After finding the line with "filename src/cli/args.rs" in the entries below, retype exactly each line from there through the line with "keys and for", including that final line.

**GIVEN DATA:**
▼

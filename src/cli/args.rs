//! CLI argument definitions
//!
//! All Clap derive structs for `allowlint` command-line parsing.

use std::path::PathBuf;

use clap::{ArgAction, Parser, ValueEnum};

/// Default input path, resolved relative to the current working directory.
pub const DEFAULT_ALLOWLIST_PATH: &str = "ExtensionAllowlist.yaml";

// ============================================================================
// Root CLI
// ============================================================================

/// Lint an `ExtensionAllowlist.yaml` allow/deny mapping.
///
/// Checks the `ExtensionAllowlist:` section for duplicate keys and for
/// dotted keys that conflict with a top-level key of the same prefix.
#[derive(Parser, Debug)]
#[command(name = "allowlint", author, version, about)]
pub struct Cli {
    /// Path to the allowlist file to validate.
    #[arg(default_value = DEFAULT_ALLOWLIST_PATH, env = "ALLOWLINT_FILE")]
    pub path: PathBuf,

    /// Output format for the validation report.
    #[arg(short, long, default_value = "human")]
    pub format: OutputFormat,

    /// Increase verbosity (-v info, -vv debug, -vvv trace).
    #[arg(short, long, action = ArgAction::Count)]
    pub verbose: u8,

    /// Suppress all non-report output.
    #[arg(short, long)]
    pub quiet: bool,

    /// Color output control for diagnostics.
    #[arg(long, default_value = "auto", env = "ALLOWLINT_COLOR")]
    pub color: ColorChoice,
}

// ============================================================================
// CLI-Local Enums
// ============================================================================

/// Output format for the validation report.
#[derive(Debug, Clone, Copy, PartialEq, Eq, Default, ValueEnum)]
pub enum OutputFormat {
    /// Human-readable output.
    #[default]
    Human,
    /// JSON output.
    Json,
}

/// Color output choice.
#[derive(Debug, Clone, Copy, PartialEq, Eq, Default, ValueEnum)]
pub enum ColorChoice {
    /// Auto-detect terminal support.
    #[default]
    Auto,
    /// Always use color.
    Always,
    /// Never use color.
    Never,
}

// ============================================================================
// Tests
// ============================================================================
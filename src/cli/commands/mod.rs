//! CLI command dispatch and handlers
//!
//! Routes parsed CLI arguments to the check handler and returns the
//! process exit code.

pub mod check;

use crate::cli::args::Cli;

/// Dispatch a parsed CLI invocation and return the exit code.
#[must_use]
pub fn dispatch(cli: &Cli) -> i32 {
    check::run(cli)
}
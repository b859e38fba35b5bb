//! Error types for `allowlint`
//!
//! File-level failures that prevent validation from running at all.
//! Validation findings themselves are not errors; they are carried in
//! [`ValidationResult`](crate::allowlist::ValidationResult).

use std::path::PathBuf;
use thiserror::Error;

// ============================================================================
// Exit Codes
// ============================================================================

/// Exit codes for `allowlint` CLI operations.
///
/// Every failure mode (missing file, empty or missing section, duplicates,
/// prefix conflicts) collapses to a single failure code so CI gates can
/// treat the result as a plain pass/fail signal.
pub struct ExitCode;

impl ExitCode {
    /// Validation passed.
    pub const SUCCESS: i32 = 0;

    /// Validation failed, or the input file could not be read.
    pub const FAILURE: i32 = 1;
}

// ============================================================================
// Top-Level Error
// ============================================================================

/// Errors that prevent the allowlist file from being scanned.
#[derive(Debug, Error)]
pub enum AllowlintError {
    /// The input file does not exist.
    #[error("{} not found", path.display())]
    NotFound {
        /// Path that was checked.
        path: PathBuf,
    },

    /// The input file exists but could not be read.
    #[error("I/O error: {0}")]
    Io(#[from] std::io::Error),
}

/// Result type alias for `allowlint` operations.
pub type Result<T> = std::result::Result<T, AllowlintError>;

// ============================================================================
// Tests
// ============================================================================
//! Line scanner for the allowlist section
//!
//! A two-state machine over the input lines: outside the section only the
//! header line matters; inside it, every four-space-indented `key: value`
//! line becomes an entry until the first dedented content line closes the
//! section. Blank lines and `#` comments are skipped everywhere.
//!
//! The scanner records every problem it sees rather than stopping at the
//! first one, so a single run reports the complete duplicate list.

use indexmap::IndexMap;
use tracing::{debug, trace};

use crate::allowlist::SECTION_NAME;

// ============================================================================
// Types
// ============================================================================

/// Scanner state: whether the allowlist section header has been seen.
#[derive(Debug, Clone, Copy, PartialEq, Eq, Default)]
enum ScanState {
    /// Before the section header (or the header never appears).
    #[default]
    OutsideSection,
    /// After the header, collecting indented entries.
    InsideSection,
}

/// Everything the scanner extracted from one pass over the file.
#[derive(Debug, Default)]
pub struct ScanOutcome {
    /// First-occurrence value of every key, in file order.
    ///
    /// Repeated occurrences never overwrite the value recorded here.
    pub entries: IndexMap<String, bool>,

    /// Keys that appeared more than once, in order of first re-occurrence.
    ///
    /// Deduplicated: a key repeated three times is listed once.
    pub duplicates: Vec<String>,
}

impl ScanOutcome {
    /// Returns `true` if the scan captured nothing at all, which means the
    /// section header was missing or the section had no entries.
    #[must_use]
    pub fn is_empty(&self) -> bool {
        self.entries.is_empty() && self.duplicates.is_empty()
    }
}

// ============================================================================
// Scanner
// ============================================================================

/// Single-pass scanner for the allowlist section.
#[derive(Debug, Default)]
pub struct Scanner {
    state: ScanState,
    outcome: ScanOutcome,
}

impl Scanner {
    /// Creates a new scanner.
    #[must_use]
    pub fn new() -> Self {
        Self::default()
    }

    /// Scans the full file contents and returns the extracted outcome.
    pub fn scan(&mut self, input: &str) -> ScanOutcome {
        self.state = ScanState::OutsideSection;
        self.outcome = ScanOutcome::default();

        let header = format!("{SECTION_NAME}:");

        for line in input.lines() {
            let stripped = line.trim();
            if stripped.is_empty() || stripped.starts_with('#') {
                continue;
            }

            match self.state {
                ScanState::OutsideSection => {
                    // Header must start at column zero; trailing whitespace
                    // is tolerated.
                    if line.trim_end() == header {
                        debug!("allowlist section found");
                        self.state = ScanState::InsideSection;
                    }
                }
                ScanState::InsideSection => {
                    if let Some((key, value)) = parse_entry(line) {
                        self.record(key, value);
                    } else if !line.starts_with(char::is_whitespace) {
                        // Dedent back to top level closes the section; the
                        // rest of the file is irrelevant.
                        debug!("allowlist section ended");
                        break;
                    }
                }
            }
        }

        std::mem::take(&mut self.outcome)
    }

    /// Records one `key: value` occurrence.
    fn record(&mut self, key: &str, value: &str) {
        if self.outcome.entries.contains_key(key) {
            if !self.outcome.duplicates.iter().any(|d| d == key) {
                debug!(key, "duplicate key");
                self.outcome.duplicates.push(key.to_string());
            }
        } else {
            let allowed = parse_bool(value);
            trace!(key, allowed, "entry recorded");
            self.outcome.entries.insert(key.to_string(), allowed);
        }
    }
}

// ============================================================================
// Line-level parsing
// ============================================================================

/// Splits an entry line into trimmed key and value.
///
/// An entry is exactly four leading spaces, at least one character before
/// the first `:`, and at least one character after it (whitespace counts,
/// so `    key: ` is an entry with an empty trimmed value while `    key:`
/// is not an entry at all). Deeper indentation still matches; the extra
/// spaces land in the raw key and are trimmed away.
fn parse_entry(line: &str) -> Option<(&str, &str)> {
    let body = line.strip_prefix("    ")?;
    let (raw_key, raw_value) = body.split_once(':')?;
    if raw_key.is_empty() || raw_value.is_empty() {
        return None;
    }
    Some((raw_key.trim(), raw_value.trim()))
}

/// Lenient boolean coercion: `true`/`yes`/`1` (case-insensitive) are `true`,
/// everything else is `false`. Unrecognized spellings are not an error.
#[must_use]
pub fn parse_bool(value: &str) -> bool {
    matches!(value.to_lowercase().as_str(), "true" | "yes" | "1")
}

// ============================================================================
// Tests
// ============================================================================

▲
▼

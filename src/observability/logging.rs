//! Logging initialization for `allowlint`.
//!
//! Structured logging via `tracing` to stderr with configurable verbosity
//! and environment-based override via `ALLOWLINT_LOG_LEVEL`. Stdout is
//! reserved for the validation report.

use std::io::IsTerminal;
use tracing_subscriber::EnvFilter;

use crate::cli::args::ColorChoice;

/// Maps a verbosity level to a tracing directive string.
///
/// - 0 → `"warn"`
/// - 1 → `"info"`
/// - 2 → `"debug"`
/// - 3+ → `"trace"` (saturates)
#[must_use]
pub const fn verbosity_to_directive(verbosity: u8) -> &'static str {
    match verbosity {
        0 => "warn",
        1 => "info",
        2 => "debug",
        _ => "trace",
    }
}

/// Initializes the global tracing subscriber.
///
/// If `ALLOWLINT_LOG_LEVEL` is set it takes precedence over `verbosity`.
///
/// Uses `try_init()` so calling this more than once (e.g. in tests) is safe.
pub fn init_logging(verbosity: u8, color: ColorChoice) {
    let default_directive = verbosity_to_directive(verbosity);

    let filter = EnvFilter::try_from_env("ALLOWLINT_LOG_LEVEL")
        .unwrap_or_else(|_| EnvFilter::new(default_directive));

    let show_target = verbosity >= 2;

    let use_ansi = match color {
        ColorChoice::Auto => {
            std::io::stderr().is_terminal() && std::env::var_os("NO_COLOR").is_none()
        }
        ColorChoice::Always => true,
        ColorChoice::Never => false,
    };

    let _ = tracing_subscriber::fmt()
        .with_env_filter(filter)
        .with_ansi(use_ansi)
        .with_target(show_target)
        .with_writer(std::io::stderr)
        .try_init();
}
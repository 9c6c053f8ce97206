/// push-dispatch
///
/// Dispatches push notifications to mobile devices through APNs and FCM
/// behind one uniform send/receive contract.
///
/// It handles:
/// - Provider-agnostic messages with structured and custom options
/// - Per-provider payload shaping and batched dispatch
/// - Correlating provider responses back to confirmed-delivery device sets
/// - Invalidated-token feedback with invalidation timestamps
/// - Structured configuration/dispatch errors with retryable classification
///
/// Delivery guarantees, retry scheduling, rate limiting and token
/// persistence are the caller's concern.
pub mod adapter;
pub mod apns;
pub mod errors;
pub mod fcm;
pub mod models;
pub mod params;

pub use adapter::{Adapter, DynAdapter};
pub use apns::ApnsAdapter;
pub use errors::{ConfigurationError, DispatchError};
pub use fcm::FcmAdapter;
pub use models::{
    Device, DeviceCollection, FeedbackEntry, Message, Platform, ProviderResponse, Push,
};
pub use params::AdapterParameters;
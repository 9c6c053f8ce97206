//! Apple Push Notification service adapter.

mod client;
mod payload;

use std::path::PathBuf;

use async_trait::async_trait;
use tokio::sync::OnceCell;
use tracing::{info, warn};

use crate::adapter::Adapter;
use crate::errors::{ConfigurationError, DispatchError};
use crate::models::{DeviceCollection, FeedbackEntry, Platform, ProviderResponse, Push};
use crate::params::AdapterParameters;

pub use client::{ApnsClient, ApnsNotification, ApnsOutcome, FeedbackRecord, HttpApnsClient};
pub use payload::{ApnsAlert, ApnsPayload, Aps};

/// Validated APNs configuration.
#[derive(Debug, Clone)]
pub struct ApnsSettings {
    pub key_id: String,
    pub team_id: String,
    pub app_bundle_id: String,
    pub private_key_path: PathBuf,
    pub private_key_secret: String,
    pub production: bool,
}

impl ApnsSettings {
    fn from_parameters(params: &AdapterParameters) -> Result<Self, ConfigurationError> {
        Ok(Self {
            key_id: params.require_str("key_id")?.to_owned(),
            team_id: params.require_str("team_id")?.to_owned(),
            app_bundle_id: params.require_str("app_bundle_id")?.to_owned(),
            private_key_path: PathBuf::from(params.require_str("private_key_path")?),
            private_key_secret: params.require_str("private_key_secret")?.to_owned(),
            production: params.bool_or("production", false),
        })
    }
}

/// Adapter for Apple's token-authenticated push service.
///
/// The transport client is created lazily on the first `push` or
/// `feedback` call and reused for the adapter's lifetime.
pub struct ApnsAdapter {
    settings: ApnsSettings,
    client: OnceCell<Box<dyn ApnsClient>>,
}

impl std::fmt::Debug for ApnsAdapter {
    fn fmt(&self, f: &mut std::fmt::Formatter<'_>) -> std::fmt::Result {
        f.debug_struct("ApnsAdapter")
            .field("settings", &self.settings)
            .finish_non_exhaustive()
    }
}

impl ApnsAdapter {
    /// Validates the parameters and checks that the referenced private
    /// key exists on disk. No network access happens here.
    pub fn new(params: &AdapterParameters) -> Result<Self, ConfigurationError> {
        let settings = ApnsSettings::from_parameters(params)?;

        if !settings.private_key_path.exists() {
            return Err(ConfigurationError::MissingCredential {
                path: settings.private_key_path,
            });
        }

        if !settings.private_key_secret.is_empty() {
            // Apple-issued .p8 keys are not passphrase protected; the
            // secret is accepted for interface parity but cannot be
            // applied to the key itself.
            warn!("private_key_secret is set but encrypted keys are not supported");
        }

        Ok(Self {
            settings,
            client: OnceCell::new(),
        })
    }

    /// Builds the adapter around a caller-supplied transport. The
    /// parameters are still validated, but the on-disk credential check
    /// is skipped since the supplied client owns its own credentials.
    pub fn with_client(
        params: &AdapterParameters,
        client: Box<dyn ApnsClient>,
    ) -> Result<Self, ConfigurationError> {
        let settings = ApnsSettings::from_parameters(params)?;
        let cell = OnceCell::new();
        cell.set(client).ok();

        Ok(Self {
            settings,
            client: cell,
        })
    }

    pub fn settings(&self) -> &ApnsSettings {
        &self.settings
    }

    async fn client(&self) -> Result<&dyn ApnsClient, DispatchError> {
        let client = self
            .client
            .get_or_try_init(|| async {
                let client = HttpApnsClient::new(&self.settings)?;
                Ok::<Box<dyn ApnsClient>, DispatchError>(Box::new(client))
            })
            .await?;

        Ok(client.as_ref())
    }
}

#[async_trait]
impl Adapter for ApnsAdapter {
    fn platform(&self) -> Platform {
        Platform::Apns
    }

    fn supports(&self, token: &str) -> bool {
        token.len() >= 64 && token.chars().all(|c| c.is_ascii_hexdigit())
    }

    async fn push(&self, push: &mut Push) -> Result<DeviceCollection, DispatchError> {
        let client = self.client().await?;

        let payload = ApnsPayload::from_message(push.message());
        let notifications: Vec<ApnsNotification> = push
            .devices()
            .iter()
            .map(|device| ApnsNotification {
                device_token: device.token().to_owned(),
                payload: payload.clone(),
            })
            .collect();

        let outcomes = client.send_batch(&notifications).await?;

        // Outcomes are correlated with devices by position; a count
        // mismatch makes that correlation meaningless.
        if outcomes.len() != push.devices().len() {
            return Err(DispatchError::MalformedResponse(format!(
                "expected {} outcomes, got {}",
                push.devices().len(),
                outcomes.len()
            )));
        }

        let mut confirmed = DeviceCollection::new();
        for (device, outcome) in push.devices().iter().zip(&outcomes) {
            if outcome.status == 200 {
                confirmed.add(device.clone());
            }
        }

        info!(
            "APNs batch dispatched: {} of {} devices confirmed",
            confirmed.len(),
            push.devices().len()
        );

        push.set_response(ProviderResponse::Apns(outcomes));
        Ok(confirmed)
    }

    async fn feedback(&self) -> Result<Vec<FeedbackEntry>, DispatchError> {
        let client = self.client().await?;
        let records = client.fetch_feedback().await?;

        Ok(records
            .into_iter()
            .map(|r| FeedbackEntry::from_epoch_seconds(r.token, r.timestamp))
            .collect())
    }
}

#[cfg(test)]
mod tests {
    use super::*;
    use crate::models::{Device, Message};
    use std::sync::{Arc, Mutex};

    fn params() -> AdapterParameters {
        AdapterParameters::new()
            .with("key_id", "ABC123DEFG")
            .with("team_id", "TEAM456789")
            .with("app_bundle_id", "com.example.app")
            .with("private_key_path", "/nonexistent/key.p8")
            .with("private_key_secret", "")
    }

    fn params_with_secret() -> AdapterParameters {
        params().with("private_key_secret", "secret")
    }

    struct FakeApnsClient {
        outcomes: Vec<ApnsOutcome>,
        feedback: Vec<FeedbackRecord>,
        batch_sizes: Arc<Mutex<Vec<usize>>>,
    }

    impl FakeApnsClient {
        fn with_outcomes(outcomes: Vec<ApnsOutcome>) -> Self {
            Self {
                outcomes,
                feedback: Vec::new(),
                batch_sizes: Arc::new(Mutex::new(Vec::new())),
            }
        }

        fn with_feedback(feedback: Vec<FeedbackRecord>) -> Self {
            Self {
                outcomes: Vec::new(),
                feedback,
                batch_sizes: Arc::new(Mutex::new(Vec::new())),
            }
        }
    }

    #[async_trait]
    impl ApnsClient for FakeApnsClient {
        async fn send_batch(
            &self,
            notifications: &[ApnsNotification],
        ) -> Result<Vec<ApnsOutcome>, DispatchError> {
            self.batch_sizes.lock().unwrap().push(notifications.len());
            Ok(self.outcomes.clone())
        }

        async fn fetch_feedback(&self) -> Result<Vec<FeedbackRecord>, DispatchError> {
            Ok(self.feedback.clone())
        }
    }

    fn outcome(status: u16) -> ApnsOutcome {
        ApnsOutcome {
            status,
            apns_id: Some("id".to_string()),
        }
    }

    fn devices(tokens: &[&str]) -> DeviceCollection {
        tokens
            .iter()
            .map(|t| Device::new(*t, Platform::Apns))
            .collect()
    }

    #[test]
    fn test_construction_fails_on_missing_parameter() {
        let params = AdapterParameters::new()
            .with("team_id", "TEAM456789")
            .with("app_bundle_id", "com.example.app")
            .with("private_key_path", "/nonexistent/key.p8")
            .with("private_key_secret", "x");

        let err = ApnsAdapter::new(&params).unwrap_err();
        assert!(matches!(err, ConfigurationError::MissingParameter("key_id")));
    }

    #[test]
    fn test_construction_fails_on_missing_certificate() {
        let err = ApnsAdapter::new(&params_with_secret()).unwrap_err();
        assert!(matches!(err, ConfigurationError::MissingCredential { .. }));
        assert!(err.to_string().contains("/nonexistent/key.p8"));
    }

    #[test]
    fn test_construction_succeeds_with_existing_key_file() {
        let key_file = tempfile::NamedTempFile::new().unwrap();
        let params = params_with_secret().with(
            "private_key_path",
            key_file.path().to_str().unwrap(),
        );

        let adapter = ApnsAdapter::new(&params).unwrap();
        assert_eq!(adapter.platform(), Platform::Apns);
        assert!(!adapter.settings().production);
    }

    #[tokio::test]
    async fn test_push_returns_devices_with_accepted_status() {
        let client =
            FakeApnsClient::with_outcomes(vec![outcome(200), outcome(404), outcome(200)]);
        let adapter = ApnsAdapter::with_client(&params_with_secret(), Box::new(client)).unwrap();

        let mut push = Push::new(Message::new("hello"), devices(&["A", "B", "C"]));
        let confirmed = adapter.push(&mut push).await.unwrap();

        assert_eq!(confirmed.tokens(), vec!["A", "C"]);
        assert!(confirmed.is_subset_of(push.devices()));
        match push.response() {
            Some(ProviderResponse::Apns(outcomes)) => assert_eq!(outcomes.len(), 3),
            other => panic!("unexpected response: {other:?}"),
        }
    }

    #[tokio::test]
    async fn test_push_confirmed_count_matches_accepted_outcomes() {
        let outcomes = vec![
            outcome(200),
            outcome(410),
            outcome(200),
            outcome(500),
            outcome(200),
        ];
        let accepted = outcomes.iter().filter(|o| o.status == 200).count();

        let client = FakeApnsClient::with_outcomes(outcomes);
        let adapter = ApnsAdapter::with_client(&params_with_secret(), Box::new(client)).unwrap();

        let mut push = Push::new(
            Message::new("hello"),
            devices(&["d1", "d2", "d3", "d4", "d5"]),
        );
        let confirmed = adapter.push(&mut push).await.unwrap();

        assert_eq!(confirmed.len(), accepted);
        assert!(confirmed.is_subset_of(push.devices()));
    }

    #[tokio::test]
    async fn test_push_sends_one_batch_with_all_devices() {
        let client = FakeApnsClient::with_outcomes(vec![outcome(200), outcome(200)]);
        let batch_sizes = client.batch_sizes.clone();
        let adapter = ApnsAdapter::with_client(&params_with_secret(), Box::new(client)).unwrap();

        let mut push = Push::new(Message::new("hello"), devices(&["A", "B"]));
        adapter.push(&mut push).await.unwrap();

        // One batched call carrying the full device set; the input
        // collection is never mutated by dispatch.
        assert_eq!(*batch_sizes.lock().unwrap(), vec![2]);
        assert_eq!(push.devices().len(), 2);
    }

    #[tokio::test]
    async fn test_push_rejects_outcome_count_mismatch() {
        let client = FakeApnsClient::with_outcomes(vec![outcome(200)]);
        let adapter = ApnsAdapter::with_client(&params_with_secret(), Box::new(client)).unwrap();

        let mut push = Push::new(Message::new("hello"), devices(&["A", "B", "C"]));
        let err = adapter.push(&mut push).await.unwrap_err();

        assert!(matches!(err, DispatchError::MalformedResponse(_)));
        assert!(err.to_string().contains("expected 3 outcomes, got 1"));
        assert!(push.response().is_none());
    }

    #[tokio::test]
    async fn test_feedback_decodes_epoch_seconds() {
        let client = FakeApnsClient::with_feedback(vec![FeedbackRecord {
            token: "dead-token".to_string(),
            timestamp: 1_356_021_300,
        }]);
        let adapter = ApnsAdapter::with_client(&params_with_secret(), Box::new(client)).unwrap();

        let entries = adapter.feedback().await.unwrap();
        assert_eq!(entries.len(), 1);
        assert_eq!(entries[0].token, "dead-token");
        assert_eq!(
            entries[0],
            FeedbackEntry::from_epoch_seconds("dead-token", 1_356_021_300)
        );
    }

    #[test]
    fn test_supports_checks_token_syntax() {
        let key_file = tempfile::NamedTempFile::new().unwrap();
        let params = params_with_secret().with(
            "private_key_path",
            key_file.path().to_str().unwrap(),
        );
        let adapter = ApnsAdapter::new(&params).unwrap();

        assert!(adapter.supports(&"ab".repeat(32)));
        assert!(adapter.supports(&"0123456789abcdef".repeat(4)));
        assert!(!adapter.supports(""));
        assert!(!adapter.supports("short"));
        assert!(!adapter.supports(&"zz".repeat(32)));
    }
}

▲

**RESPONSE TO THE EXERCISE:**
filename src/cli/args.rs
//! CLI argument definitions
//!
//! All Clap derive structs for `allowlint` command-line parsing.

use std::path::PathBuf;

use clap::{ArgAction, Parser, ValueEnum};

/// Default input path, resolved relative to the current working directory.
pub const DEFAULT_ALLOWLIST_PATH: &str = "ExtensionAllowlist.yaml";

// ============================================================================
// Root CLI
// ============================================================================

/// Lint an `ExtensionAllowlist.yaml` allow/deny mapping.
///
/// Checks the `ExtensionAllowlist:` section for duplicate keys and for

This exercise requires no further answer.